The "doughnut" watch: The most remarkable thing about the analyst meeting is always the way Wall Street types cluster around top executives in the hallways and at meals, straining to hear some valuable piece of extra information like groupies seeking autographs from a rock star.
Bill Gates always drew the biggest clusters, or "doughnuts" as the 'Softies call them. But he didn't attend this year.
The year's doughnut king is Ballmer, who drew a four-deep cluster of starched shirts in the hallway after his presentation in Microsoft's on-campus briefing center.
— B.D.
Yahoo keeps coming up: Interesting tidbit from Ballmer's presentation: The Yahoo deal made sense if the regulatory reviews could be done before the federal administration changed.
Ballmer didn't say that the current administration is more sympathetic to Microsoft than the next one will be, although of course it was under the Bush administration that Microsoft's U.S. antitrust issues were largely resolved.
It may be a different story under Barack Obama and even John McCain, if Google and Yahoo successfully recycle the 1990s Silicon Valley story line and cast themselves as the populist characters in a regulatory showdown with Microsoft.
Ballmer's probably being practical, not political. Changes in administration mean changes in regulatory bodies and approaches, which could prolong the review process and leave a Microsoft-Yahoo merger in limbo for too long.
— B.D.
There was some news: Microsoft has inked an exclusive U.S. search-distribution deal with social-networking site Facebook.
Satya Nadella, senior vice president in charge of Microsoft's search, MSN and ad-platform engineering efforts, said Microsoft "will be providing an API to Facebook where they will create a rich search experience, inclusive of Web search."
It will launch in the fall, he said, and will include both Live Search results and Microsoft search advertising.
— B.J.R.
There was more news: Microsoft server boss Bob Muglia didn't need any more exclamation points for his presentation. His business has been growing 18 percent a year, nearly quadruple the pace of the enterprise-software market.
But he was able to punctuate his speech by casually mentioning the acquisition of data-warehousing company DATAllegro.
By buying the California company, Microsoft can move further into massive-scale enterprise computing systems, with products that companies can use to store hundreds of terabytes of data.
He said the DATAllegro system "will scale well beyond what Oracle can do today."
— B.D.
The Vista report: Bill Veghte, Microsoft senior vice president of Online Services and the Windows Business Group, talked about Windows Vista and the improvements in the product and its adoption in the past year.
On security, for example, Windows Vista is 62 percent more secure than Windows XP SP2, he said.

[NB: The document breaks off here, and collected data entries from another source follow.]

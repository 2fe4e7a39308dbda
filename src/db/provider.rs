//! Connection provider capability interface.
//!
//! The ORM never talks to the wire protocol directly. It acquires a
//! [`Connection`] from a [`ConnectionProvider`], runs statements on it and
//! lets it go. Dropping a connection returns it to the pool, so every exit
//! path (including `?` and panics) releases it.

use crate::error::OrmResult;
use crate::models::{ExecOutcome, Row, SqlValue};
use std::future::Future;

/// One pooled connection.
pub trait Connection: Send + 'static {
    /// Run a statement that produces no rows (INSERT/UPDATE/DELETE/DDL).
    fn execute(
        &mut self,
        sql: &str,
        params: &[SqlValue],
    ) -> impl Future<Output = OrmResult<ExecOutcome>> + Send;

    /// Run a statement and collect its rows.
    fn fetch(
        &mut self,
        sql: &str,
        params: &[SqlValue],
    ) -> impl Future<Output = OrmResult<Vec<Row>>> + Send;

    fn begin(&mut self) -> impl Future<Output = OrmResult<()>> + Send;

    fn commit(&mut self) -> impl Future<Output = OrmResult<()>> + Send;

    fn rollback(&mut self) -> impl Future<Output = OrmResult<()>> + Send;

    /// Give the connection back to its pool.
    fn release(self)
    where
        Self: Sized,
    {
        drop(self);
    }
}

/// Source of pooled connections.
pub trait ConnectionProvider: Send + Sync + 'static {
    type Connection: Connection;

    fn acquire(&self) -> impl Future<Output = OrmResult<Self::Connection>> + Send;

    /// Close the pool. Connections still checked out finish their work first.
    fn close(&self) -> impl Future<Output = ()> + Send;
}
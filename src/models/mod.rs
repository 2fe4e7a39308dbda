//! Data models for fluent-orm.
//!
//! This module re-exports all model types used throughout the crate.

pub mod field;
pub mod query;
pub mod value;

// Re-export commonly used types
pub use field::{EntityFields, FieldDefinition, FieldSpec, Nullability, SqlType};
pub use query::{ExecOutcome, FindOptions, JoinSpec, JoinType, Row, SortOrder, Statement};
pub use value::{ConditionMap, SqlValue, Values};
//! Database execution layer.
//!
//! This module provides everything that touches a connection:
//! - The connection provider capability and its MySQL implementation
//! - Row decoding into JSON maps
//! - Schema (DDL) execution
//! - The per-instance transaction coordinator
//! - The operation interceptor used for logging

pub mod intercept;
pub mod mysql;
pub mod provider;
pub mod schema;
pub mod transaction;
pub mod types;

pub use intercept::Operation;
pub use mysql::{MySqlConnection, MySqlProvider};
pub use provider::{Connection, ConnectionProvider};
pub use schema::SchemaManager;
pub use transaction::{TransactionCoordinator, TransactionInfo};
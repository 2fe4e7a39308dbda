//! MySQL connection provider backed by `sqlx::MySqlPool`.

use crate::config::OrmConfig;
use crate::db::provider::{Connection, ConnectionProvider};
use crate::db::types::RowToJson;
use crate::error::{OrmError, OrmResult};
use crate::models::{ExecOutcome, Row, SqlValue};
use futures_util::TryStreamExt;
use sqlx::mysql::{MySqlArguments, MySqlConnectOptions, MySqlPoolOptions, MySqlRow};
use sqlx::pool::PoolConnection;
use sqlx::{Executor, MySql, MySqlPool};
use std::time::Duration;
use tracing::{debug, info};

/// Pool of MySQL connections.
#[derive(Debug, Clone)]
pub struct MySqlProvider {
    pool: MySqlPool,
}

impl MySqlProvider {
    /// Open a pool sized by `connection_limit`.
    pub async fn connect(config: &OrmConfig) -> OrmResult<Self> {
        config.validate()?;

        let options = MySqlConnectOptions::new()
            .host(&config.host)
            .port(config.port)
            .username(&config.user)
            .password(&config.password)
            .database(&config.database)
            .charset("utf8mb4");

        info!(
            url = %config.masked_url(),
            connection_limit = config.connection_limit,
            "Connecting to database"
        );

        let pool = MySqlPoolOptions::new()
            .max_connections(config.connection_limit)
            .acquire_timeout(Duration::from_secs(config.acquire_timeout_secs))
            .connect_with(options)
            .await
            .map_err(|e| OrmError::driver(format!("Failed to connect: {}", e), None))?;

        Ok(Self { pool })
    }

    /// Wrap an existing pool.
    pub fn from_pool(pool: MySqlPool) -> Self {
        Self { pool }
    }

    pub fn pool(&self) -> &MySqlPool {
        &self.pool
    }
}

impl ConnectionProvider for MySqlProvider {
    type Connection = MySqlConnection;

    async fn acquire(&self) -> OrmResult<MySqlConnection> {
        let conn = self.pool.acquire().await.map_err(OrmError::from)?;
        Ok(MySqlConnection { conn })
    }

    async fn close(&self) {
        self.pool.close().await;
        info!("Connection pool closed");
    }
}

/// A connection checked out of a [`MySqlProvider`]. Dropping it returns it to the pool.
#[derive(Debug)]
pub struct MySqlConnection {
    conn: PoolConnection<MySql>,
}

impl Connection for MySqlConnection {
    async fn execute(&mut self, sql: &str, params: &[SqlValue]) -> OrmResult<ExecOutcome> {
        debug!(sql = %sql, params = params.len(), "Executing statement");

        // Statements without parameters go through the text protocol; some DDL
        // cannot be prepared.
        let result = if params.is_empty() {
            (&mut *self.conn).execute(sql).await
        } else {
            let mut query = sqlx::query(sql);
            for param in params {
                query = bind_param(query, param);
            }
            query.execute(&mut *self.conn).await
        }
        .map_err(OrmError::from)?;

        let last_insert_id = Some(result.last_insert_id()).filter(|id| *id != 0);
        Ok(ExecOutcome::new(result.rows_affected(), last_insert_id))
    }

    async fn fetch(&mut self, sql: &str, params: &[SqlValue]) -> OrmResult<Vec<Row>> {
        debug!(sql = %sql, params = params.len(), "Fetching rows");

        let rows: Vec<MySqlRow> = if params.is_empty() {
            (&mut *self.conn)
                .fetch(sql)
                .try_collect()
                .await
                .map_err(OrmError::from)?
        } else {
            let mut query = sqlx::query(sql);
            for param in params {
                query = bind_param(query, param);
            }
            query
                .fetch(&mut *self.conn)
                .try_collect()
                .await
                .map_err(OrmError::from)?
        };

        Ok(rows.iter().map(|r| r.to_json_map()).collect())
    }

    async fn begin(&mut self) -> OrmResult<()> {
        (&mut *self.conn).execute("BEGIN").await?;
        Ok(())
    }

    async fn commit(&mut self) -> OrmResult<()> {
        (&mut *self.conn).execute("COMMIT").await?;
        Ok(())
    }

    async fn rollback(&mut self) -> OrmResult<()> {
        (&mut *self.conn).execute("ROLLBACK").await?;
        Ok(())
    }
}

/// Bind a parameter to a MySQL query.
fn bind_param<'q>(
    query: sqlx::query::Query<'q, MySql, MySqlArguments>,
    param: &'q SqlValue,
) -> sqlx::query::Query<'q, MySql, MySqlArguments> {
    match param {
        SqlValue::Null => query.bind(None::<String>),
        SqlValue::Bool(v) => query.bind(*v),
        SqlValue::Int(v) => query.bind(*v),
        SqlValue::Float(v) => query.bind(*v),
        SqlValue::String(v) => query.bind(v.as_str()),
        SqlValue::Bytes(v) => query.bind(v.as_slice()),
        SqlValue::Json(v) => query.bind(sqlx::types::Json(v)),
    }
}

Microsoft has sold 180 million Vista licenses since the product launched in January 2007. Sales have been "very balanced" between consumer and business customers.
Enterprises are accelerating their deployments of Vista, particularly since Microsoft released Service Pack 1 in March. Veghte said deployment is consistent with what Microsoft saw with Windows XP.

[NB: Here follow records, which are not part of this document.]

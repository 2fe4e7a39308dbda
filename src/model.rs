//! Entity model facade.
//!
//! An [`EntityModel`] is a table name plus its field schema, bound to the
//! [`Orm`](crate::Orm) that created it. Each method builds a statement with
//! [`crate::sql`] and runs it: single-row calls in autocommit, `*_many` calls
//! inside their own transaction. A view from [`EntityModel::in_transaction`]
//! runs everything on a transaction the caller began, and leaves commit or
//! rollback to the caller.
//!
//! Column names are not checked against the schema. Unknown columns surface
//! as driver errors.

use crate::db::mysql::MySqlProvider;
use crate::db::provider::ConnectionProvider;
use crate::db::transaction::TransactionInfo;
use crate::error::{OrmError, OrmResult};
use crate::models::query::count_from_rows;
use crate::models::{
    ConditionMap, EntityFields, ExecOutcome, FindOptions, JoinSpec, JoinType, Row, SqlValue,
    Statement, Values,
};
use crate::orm::OrmInner;
use crate::sql;
use serde::de::DeserializeOwned;
use serde_json::Value as JsonValue;
use std::marker::PhantomData;
use std::sync::Arc;

/// Typed view over one table. Rows decode into `T`.
pub struct EntityModel<T = Row, P: ConnectionProvider = MySqlProvider> {
    orm: Arc<OrmInner<P>>,
    table: Arc<str>,
    fields: Arc<EntityFields>,
    transaction: Option<Arc<str>>,
    _row: PhantomData<fn() -> T>,
}

impl<T, P: ConnectionProvider> Clone for EntityModel<T, P> {
    fn clone(&self) -> Self {
        Self {
            orm: Arc::clone(&self.orm),
            table: Arc::clone(&self.table),
            fields: Arc::clone(&self.fields),
            transaction: self.transaction.clone(),
            _row: PhantomData,
        }
    }
}

impl<T, P: ConnectionProvider> std::fmt::Debug for EntityModel<T, P> {
    fn fmt(&self, f: &mut std::fmt::Formatter<'_>) -> std::fmt::Result {
        f.debug_struct("EntityModel")
            .field("table", &self.table)
            .field("fields", &self.fields.names().collect::<Vec<_>>())
            .field("transaction", &self.transaction)
            .finish()
    }
}

impl<T: DeserializeOwned, P: ConnectionProvider> EntityModel<T, P> {
    pub(crate) fn new(orm: Arc<OrmInner<P>>, table: &str, fields: EntityFields) -> Self {
        Self {
            orm,
            table: Arc::from(table),
            fields: Arc::new(fields),
            transaction: None,
            _row: PhantomData,
        }
    }

    pub fn table_name(&self) -> &str {
        &self.table
    }

    pub fn fields(&self) -> &EntityFields {
        &self.fields
    }

    /// The same table, decoding rows into `U`.
    pub fn with_row_type<U: DeserializeOwned>(&self) -> EntityModel<U, P> {
        EntityModel {
            orm: Arc::clone(&self.orm),
            table: Arc::clone(&self.table),
            fields: Arc::clone(&self.fields),
            transaction: self.transaction.clone(),
            _row: PhantomData,
        }
    }

    /// The same model, running every call on the given transaction.
    ///
    /// Calls fail with a conflict error once that transaction has ended.
    pub fn in_transaction(&self, transaction: &TransactionInfo) -> Self {
        Self {
            transaction: Some(Arc::from(transaction.transaction_id.as_str())),
            ..self.clone()
        }
    }

    /// Insert one row. The outcome carries the generated id.
    pub async fn create(&self, values: &Values) -> OrmResult<ExecOutcome> {
        self.orm
            .operation(&self.table, "create")
            .arg("values", values)
            .run(async {
                let statement = sql::build_insert(&self.table, values)?;
                self.execute(&statement).await
            })
            .await
    }

    /// Insert every row in one transaction. All rows or none.
    pub async fn create_many(&self, rows: &[Values]) -> OrmResult<Vec<ExecOutcome>> {
        self.orm
            .operation(&self.table, "create_many")
            .arg("rows", &rows)
            .run(async {
                let statements = rows
                    .iter()
                    .map(|values| sql::build_insert(&self.table, values))
                    .collect::<OrmResult<Vec<_>>>()?;
                self.run_batch(&statements).await
            })
            .await
    }

    pub async fn update(
        &self,
        id: impl Into<SqlValue>,
        values: &Values,
    ) -> OrmResult<ExecOutcome> {
        let id = id.into();
        self.orm
            .operation(&self.table, "update")
            .arg("id", &id)
            .arg("values", values)
            .run(async {
                let statement = sql::build_update(&self.table, id.clone(), values)?;
                self.execute(&statement).await
            })
            .await
    }

    /// Apply every `(id, values)` update in one transaction, in order.
    pub async fn update_many<I, K>(&self, updates: I) -> OrmResult<Vec<ExecOutcome>>
    where
        I: IntoIterator<Item = (K, Values)>,
        K: Into<SqlValue>,
    {
        let updates: Vec<(SqlValue, Values)> = updates
            .into_iter()
            .map(|(id, values)| (id.into(), values))
            .collect();
        self.orm
            .operation(&self.table, "update_many")
            .arg("updates", &updates)
            .run(async {
                let statements = updates
                    .iter()
                    .map(|(id, values)| sql::build_update(&self.table, id.clone(), values))
                    .collect::<OrmResult<Vec<_>>>()?;
                self.run_batch(&statements).await
            })
            .await
    }

    pub async fn delete(&self, id: impl Into<SqlValue>) -> OrmResult<ExecOutcome> {
        let id = id.into();
        self.orm
            .operation(&self.table, "delete")
            .arg("id", &id)
            .run(async {
                let statement = sql::build_delete(&self.table, id.clone());
                self.execute(&statement).await
            })
            .await
    }

    /// Delete every id in one transaction, committed once.
    pub async fn delete_many<I, K>(&self, ids: I) -> OrmResult<Vec<ExecOutcome>>
    where
        I: IntoIterator<Item = K>,
        K: Into<SqlValue>,
    {
        let ids: Vec<SqlValue> = ids.into_iter().map(Into::into).collect();
        self.orm
            .operation(&self.table, "delete_many")
            .arg("ids", &ids)
            .run(async {
                let statements: Vec<Statement> = ids
                    .iter()
                    .map(|id| sql::build_delete(&self.table, id.clone()))
                    .collect();
                self.run_batch(&statements).await
            })
            .await
    }

    /// Fetch one row by primary key. Empty `fields` selects every column.
    pub async fn find_by_id(
        &self,
        id: impl Into<SqlValue>,
        fields: &[&str],
    ) -> OrmResult<Option<T>> {
        let id = id.into();
        let fields: Vec<String> = fields.iter().map(|f| f.to_string()).collect();
        self.orm
            .operation(&self.table, "find_by_id")
            .arg("id", &id)
            .arg("fields", &fields)
            .run(async {
                let statement = sql::build_select_by_id(&self.table, id.clone(), &fields);
                let rows = self.fetch(&statement).await?;
                rows.into_iter().next().map(|row| self.decode(row)).transpose()
            })
            .await
    }

    /// Rows matching `options`.
    ///
    /// Condition values are inlined as escaped literals rather than bound.
    pub async fn find(&self, options: &FindOptions) -> OrmResult<Vec<T>> {
        self.orm
            .operation(&self.table, "find")
            .arg("options", options)
            .run(async {
                let statement = sql::build_select(&self.table, options);
                let rows = self.fetch(&statement).await?;
                rows.into_iter().map(|row| self.decode(row)).collect()
            })
            .await
    }

    /// Join this table (left side) with `other`. Rows stay untyped since
    /// they span both tables.
    pub async fn join(
        &self,
        join_type: JoinType,
        other: &str,
        conditions: &[&str],
        fields: &[&str],
    ) -> OrmResult<Vec<Row>> {
        let spec = conditions
            .iter()
            .fold(JoinSpec::new(join_type, &*self.table, other), |spec, c| {
                spec.on(*c)
            })
            .select(fields.iter().copied());
        self.orm
            .operation(&self.table, "join")
            .arg("join", &spec)
            .run(async {
                let statement = sql::build_join(&spec)?;
                self.fetch(&statement).await
            })
            .await
    }

    /// Number of rows matching `conditions`.
    pub async fn count(&self, conditions: &ConditionMap) -> OrmResult<u64> {
        self.orm
            .operation(&self.table, "count")
            .arg("conditions", conditions)
            .run(async {
                let statement = sql::build_count(&self.table, conditions);
                let rows = self.fetch(&statement).await?;
                count_from_rows(&rows)
            })
            .await
    }

    async fn execute(&self, statement: &Statement) -> OrmResult<ExecOutcome> {
        match &self.transaction {
            Some(id) => {
                self.orm
                    .coordinator
                    .execute_in_transaction(id, statement)
                    .await
            }
            None => self.orm.execute(statement).await,
        }
    }

    async fn fetch(&self, statement: &Statement) -> OrmResult<Vec<Row>> {
        match &self.transaction {
            Some(id) => self.orm.coordinator.fetch_in_transaction(id, statement).await,
            None => self.orm.fetch(statement).await,
        }
    }

    /// Bulk writes get their own transaction unless the view is bound to one.
    async fn run_batch(&self, statements: &[Statement]) -> OrmResult<Vec<ExecOutcome>> {
        if self.transaction.is_none() {
            return self
                .orm
                .coordinator
                .run_batch(&self.orm.provider, statements)
                .await;
        }

        let mut outcomes = Vec::with_capacity(statements.len());
        for statement in statements {
            outcomes.push(self.execute(statement).await?);
        }
        Ok(outcomes)
    }

    fn decode(&self, row: Row) -> OrmResult<T> {
        serde_json::from_value(JsonValue::Object(row)).map_err(|e| {
            OrmError::schema(format!("Row does not match the target type: {}", e), &*self.table)
        })
    }
}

If the question is whether big enterprises are buying Windows Vista, "the answer is emphatically yes," Veghte said.
— B.J.R.
Speaking of the enterprise: Ballmer said there are still huge opportunities for the company in enterprise software. Look out IBM:
"I think palpably we are this close — Microsoft — to be able to claim we are the No. 1 enterprise-software company in the world," Ballmer said.
— B.D.
Time out for the demo: Chief Research and Strategy Officer Craig Mundie showed progress Microsoft has made in robotics and natural user interfaces such as speech and facial recognition. He gave one demonstration: "Robotic receptionists" will perform a mundane task real receptionists do dozens of times a day — scheduling shuttles, Mundie said.
Microsofties make their way around the sprawling, wooded campus in Redmond by taking shuttles. In the video demo, a female face looked out from a computer screen and asked employees who approached, "You want a shuttle, right?"

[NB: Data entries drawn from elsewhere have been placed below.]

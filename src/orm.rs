//! The ORM handle.
//!
//! An [`Orm`] owns the configuration, the connection provider and the
//! transaction coordinator. Models created from it share all three, so a
//! transaction begun on the handle is the one every model's bulk operation
//! competes with.

use crate::config::OrmConfig;
use crate::db::intercept::Operation;
use crate::db::mysql::MySqlProvider;
use crate::db::provider::{Connection, ConnectionProvider};
use crate::db::schema::SchemaManager;
use crate::db::transaction::{TransactionCoordinator, TransactionInfo};
use crate::error::OrmResult;
use crate::model::EntityModel;
use crate::models::{EntityFields, ExecOutcome, Row, Statement};
use serde::de::DeserializeOwned;
use std::sync::Arc;
use tracing::{info, warn};

const SCOPE: &str = "Orm";

pub(crate) struct OrmInner<P: ConnectionProvider> {
    pub(crate) config: OrmConfig,
    pub(crate) provider: P,
    pub(crate) coordinator: TransactionCoordinator<P::Connection>,
}

impl<P: ConnectionProvider> OrmInner<P> {
    pub(crate) fn operation(&self, scope: &str, operation: &str) -> Operation {
        Operation::new(scope, operation, self.config.logging)
    }

    /// Run one statement in autocommit on a fresh connection.
    pub(crate) async fn execute(&self, statement: &Statement) -> OrmResult<ExecOutcome> {
        let mut conn = self.provider.acquire().await?;
        conn.execute(&statement.sql, &statement.params).await
    }

    pub(crate) async fn fetch(&self, statement: &Statement) -> OrmResult<Vec<Row>> {
        let mut conn = self.provider.acquire().await?;
        conn.fetch(&statement.sql, &statement.params).await
    }
}

/// Entry point: one connection pool plus one transaction slot.
///
/// Cloning is cheap and clones share the pool and the transaction slot.
pub struct Orm<P: ConnectionProvider = MySqlProvider> {
    inner: Arc<OrmInner<P>>,
}

impl<P: ConnectionProvider> Clone for Orm<P> {
    fn clone(&self) -> Self {
        Self {
            inner: Arc::clone(&self.inner),
        }
    }
}

impl Orm<MySqlProvider> {
    /// Open a MySQL pool sized by `config.connection_limit`.
    pub async fn connect(config: OrmConfig) -> OrmResult<Self> {
        let provider = MySqlProvider::connect(&config).await?;
        Ok(Self::with_provider(provider, config))
    }
}

impl<P: ConnectionProvider> Orm<P> {
    /// Build an ORM over an already constructed provider.
    pub fn with_provider(provider: P, config: OrmConfig) -> Self {
        info!(
            url = %config.masked_url(),
            sync = config.sync,
            logging = config.logging,
            "ORM initialized"
        );
        Self {
            inner: Arc::new(OrmInner {
                config,
                provider,
                coordinator: TransactionCoordinator::new(),
            }),
        }
    }

    pub fn config(&self) -> &OrmConfig {
        &self.inner.config
    }

    pub fn provider(&self) -> &P {
        &self.inner.provider
    }

    /// Create the table (dropping it first in sync mode) and return a model
    /// bound to it.
    pub async fn define<T: DeserializeOwned>(
        &self,
        name: &str,
        fields: EntityFields,
    ) -> OrmResult<EntityModel<T, P>> {
        self.create_table(name, &fields).await?;
        Ok(self.model(name, fields))
    }

    /// A model for a table that already exists. Runs no DDL.
    pub fn model<T: DeserializeOwned>(&self, name: &str, fields: EntityFields) -> EntityModel<T, P> {
        EntityModel::new(Arc::clone(&self.inner), name, fields)
    }

    /// Begin the instance's transaction. Fails with a conflict while one is active.
    pub async fn begin(&self) -> OrmResult<TransactionInfo> {
        self.inner
            .operation(SCOPE, "begin")
            .run(self.inner.coordinator.begin(&self.inner.provider))
            .await
    }

    /// Commit the active transaction. Does nothing when none is active.
    pub async fn commit(&self) -> OrmResult<()> {
        self.inner
            .operation(SCOPE, "commit")
            .run(self.inner.coordinator.commit())
            .await
    }

    /// Roll back the active transaction. Does nothing when none is active.
    pub async fn rollback(&self) -> OrmResult<()> {
        self.inner
            .operation(SCOPE, "rollback")
            .run(self.inner.coordinator.rollback())
            .await
    }

    pub async fn is_active(&self) -> bool {
        self.inner.coordinator.is_active().await
    }

    pub async fn current_transaction(&self) -> Option<TransactionInfo> {
        self.inner.coordinator.current().await
    }

    /// Run a write statement in autocommit.
    pub async fn execute(&self, statement: &Statement) -> OrmResult<ExecOutcome> {
        self.inner
            .operation(SCOPE, "execute")
            .arg("sql", &statement.sql)
            .arg("params", &statement.params)
            .run(self.inner.execute(statement))
            .await
    }

    /// Run a query in autocommit.
    pub async fn fetch(&self, statement: &Statement) -> OrmResult<Vec<Row>> {
        self.inner
            .operation(SCOPE, "fetch")
            .arg("sql", &statement.sql)
            .arg("params", &statement.params)
            .run(self.inner.fetch(statement))
            .await
    }

    /// Run a write statement on the active transaction's connection.
    pub async fn execute_in_transaction(
        &self,
        transaction_id: &str,
        statement: &Statement,
    ) -> OrmResult<ExecOutcome> {
        self.inner
            .operation(SCOPE, "execute_in_transaction")
            .arg("transaction_id", &transaction_id)
            .arg("sql", &statement.sql)
            .arg("params", &statement.params)
            .run(
                self.inner
                    .coordinator
                    .execute_in_transaction(transaction_id, statement),
            )
            .await
    }

    /// Run a query on the active transaction's connection.
    pub async fn fetch_in_transaction(
        &self,
        transaction_id: &str,
        statement: &Statement,
    ) -> OrmResult<Vec<Row>> {
        self.inner
            .operation(SCOPE, "fetch_in_transaction")
            .arg("transaction_id", &transaction_id)
            .arg("sql", &statement.sql)
            .arg("params", &statement.params)
            .run(
                self.inner
                    .coordinator
                    .fetch_in_transaction(transaction_id, statement),
            )
            .await
    }

    /// Create a table, honouring the configured sync mode.
    pub async fn create_table(&self, name: &str, fields: &EntityFields) -> OrmResult<()> {
        self.inner
            .operation(SCOPE, "create_table")
            .arg("table", &name)
            .arg("fields", &fields.names().collect::<Vec<_>>())
            .run(SchemaManager::create_table(
                &self.inner.provider,
                name,
                fields,
                self.inner.config.sync,
            ))
            .await
    }

    pub async fn drop_table(&self, name: &str) -> OrmResult<()> {
        self.inner
            .operation(SCOPE, "drop_table")
            .arg("table", &name)
            .run(SchemaManager::drop_table(&self.inner.provider, name))
            .await
    }

    /// Create an index named `idx_<table>_<fields>` and return the name.
    pub async fn create_index(
        &self,
        table: &str,
        fields: &[String],
        unique: bool,
    ) -> OrmResult<String> {
        self.inner
            .operation(SCOPE, "create_index")
            .arg("table", &table)
            .arg("fields", &fields)
            .arg("unique", &unique)
            .run(SchemaManager::create_index(
                &self.inner.provider,
                table,
                fields,
                unique,
            ))
            .await
    }

    pub async fn drop_index(&self, table: &str, index: &str) -> OrmResult<()> {
        self.inner
            .operation(SCOPE, "drop_index")
            .arg("table", &table)
            .arg("index", &index)
            .run(SchemaManager::drop_index(&self.inner.provider, table, index))
            .await
    }

    pub async fn table_exists(&self, name: &str) -> OrmResult<bool> {
        self.inner
            .operation(SCOPE, "table_exists")
            .arg("table", &name)
            .run(SchemaManager::table_exists(&self.inner.provider, name))
            .await
    }

    /// Roll back any active transaction and close the pool.
    pub async fn close(&self) -> OrmResult<()> {
        if let Some(tx) = self.inner.coordinator.current().await {
            warn!(
                transaction_id = %tx.transaction_id,
                "Closing with an active transaction, rolling back"
            );
            self.inner.coordinator.rollback().await?;
        }
        self.inner.provider.close().await;
        Ok(())
    }
}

It asked a pair of employees if they were riding together and where they were headed. After verifying their destination a second time, the "receptionist" scheduled a pickup. "You will be on shuttle 32. It should be here in four minutes. Bye."
— B.J.R.
The road ahead: Tomorrow's online market opportunities are so great, it's worth losing a relatively small amount of money today investing in the business, Ballmer said.
Ballmer said there's a $1 trillion market being transformed by the Internet and Microsoft is one of the best-positioned companies to capitalize on the digitization of content, communities and communication.
"As we go out five, 10 years from — literally, within 10 years — you'll have digital screens that are this light and this thin [waving a sheet of paper] and connected to the Internet. I will not bring paper. Every surface we walk up to and touch will be a window to the world of digital information ... the question is what companies are really going to invest in the big opportunities around this?"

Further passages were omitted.